If your next conference is more than a month out, ask the AV team one question now: what file format can you deliver per session, and by what time each evening? That one answer determines 80 percent of the rest of the workflow.

If you want to start without setting up API keys, ConvertAudioToText lets you upload session files directly in the browser with no account required for short files, which is useful for testing the workflow on a few sessions before committing to a full-conference batch setup.

FAQ

How long does it actually take to transcribe a full conference day?

With AI batch transcription, wall-clock time is bounded by the longest individual session, not the sum of all audio. Eight 60-minute sessions running in parallel finish in roughly 15 to 30 minutes total, depending on queue load. A full 30-session day, processed in batches of 10, typically completes in under two hours. The real bottleneck is usually how fast the AV team can deliver split files.

Should I upload one long recording or split it into sessions first?

Always split by session before uploading. A single 8-hour file produces speaker labels like "Speaker 3" that could represent four different people across the day. Per-session files keep speaker labels scoped to one talk, make re-runs surgical if one file fails, and let you publish sessions independently as they finish.

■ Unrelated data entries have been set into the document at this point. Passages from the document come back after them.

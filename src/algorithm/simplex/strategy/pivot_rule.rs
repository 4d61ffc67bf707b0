//! # Pivot rules
//!
//! Strategies for selecting the column entering the basis.
use crate::algorithm::simplex::tableau::Tableau;
use crate::data::number_types::rational::Rational;

/// Deciding how to pivot.
///
/// During the simplex method, one needs to decide how to move from basic solution to basic
/// solution. The pivot rule describes that behavior.
///
/// Once the column has been selected, a row needs to be found through the minimum-ratio test.
/// That decision is currently made independent of the strategy.
pub trait PivotRule {
    /// Create a new instance.
    fn new() -> Self;

    /// Column selection rule for the primal simplex method.
    ///
    /// # Return value
    ///
    /// The index of a column with strictly negative relative cost, or `None` if there is no such
    /// column and the current solution is optimal.
    fn select_pivot_column(&mut self, tableau: &Tableau) -> Option<usize>;
}

/// Pivot on the column with the most negative relative cost.
///
/// The classic Dantzig rule. Ties are broken towards the first column encountered in the
/// left-to-right scan. This rule does not protect against cycling on degenerate problems.
pub struct MostNegative;

impl PivotRule for MostNegative {
    fn new() -> Self {
        Self
    }

    fn select_pivot_column(&mut self, tableau: &Tableau) -> Option<usize> {
        let mut candidate: Option<(usize, &Rational)> = None;
        for column in 0..tableau.nr_columns() {
            let cost = tableau.relative_cost(column);
            if !cost.is_negative() {
                continue;
            }
            let better = match candidate {
                Some((_, minimum)) => cost < minimum,
                None => true,
            };
            if better {
                candidate = Some((column, cost));
            }
        }

        candidate.map(|(column, _)| column)
    }
}

/// Simply pivot on the first column which has a negative relative cost.
///
/// This is the column half of Bland's rule; combined with the first-encountered tie-break of the
/// ratio test it avoids cycling on degenerate problems, at the price of typically needing more
/// iterations than `MostNegative`.
pub struct FirstProfitable;

impl PivotRule for FirstProfitable {
    fn new() -> Self {
        Self
    }

    fn select_pivot_column(&mut self, tableau: &Tableau) -> Option<usize> {
        (0..tableau.nr_columns())
            .map(|column| (column, tableau.relative_cost(column)))
            .find(|(_, cost)| cost.is_negative())
            .map(|(column, _)| column)
    }
}

#[cfg(test)]
mod test {
    use crate::algorithm::simplex::strategy::pivot_rule::{
        FirstProfitable, MostNegative, PivotRule,
    };
    use crate::data::linear_algebra::vector::DenseVector;
    use crate::algorithm::simplex::tableau::Tableau;
    use crate::tests::problem_1;
    use crate::R;

    #[test]
    fn most_negative_column() {
        let tableau = problem_1::initial_tableau();
        let mut rule = MostNegative::new();

        // Costs are (-2, -3, -4, 0, 0)
        assert_eq!(rule.select_pivot_column(&tableau), Some(2));
    }

    #[test]
    fn most_negative_tie_breaks_towards_first() {
        let tableau = Tableau::new_with_basis(
            DenseVector::new(vec![R!(-3), R!(-1), R!(-3), R!(0), R!(0)]),
            vec![DenseVector::new(vec![R!(1), R!(1), R!(1), R!(1)])],
            DenseVector::new(vec![R!(2), R!(0)]),
            vec![3],
        );
        let mut rule = MostNegative::new();

        assert_eq!(rule.select_pivot_column(&tableau), Some(0));
    }

    #[test]
    fn first_profitable_column() {
        let tableau = problem_1::initial_tableau();
        let mut rule = FirstProfitable::new();

        assert_eq!(rule.select_pivot_column(&tableau), Some(0));
    }

    #[test]
    fn no_profitable_column_at_the_optimum() {
        let tableau = problem_1::optimal_tableau();

        assert_eq!(MostNegative::new().select_pivot_column(&tableau), None);
        assert_eq!(FirstProfitable::new().select_pivot_column(&tableau), None);
    }
}
//! # Linear algebra
//!
//! Containers for the rows and columns the tableau is made of.
pub mod vector;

Which transcription services handle large batch conference volumes well?

For batch volume, Sonix ($10/hour pay-as-you-go, or subscription plans from $25/month) and Rev (Essentials at $25.49/month annual for 5,000 AI minutes/month) are built for high throughput. Otter.ai's Business plan removes per-conversation limits and allows unlimited imports, but caps each conversation at 4 hours and is meeting-bot oriented rather than file-upload oriented. For raw file-upload batch work, a per-hour or per-minute service usually beats a meeting-bot subscription.

What do I do about panels with multiple overlapping speakers?

Workshops and roundtables with audience Q&A are the hardest sessions to label cleanly. Expect 10 to 15 percent manual cleanup on speaker turns in noisy multi-speaker rooms. The transcript text is usually accurate; it is attribution that needs a human pass. If your AV setup captures separate mic stems per speaker, transcribe each stem individually and merge the labeled outputs afterward.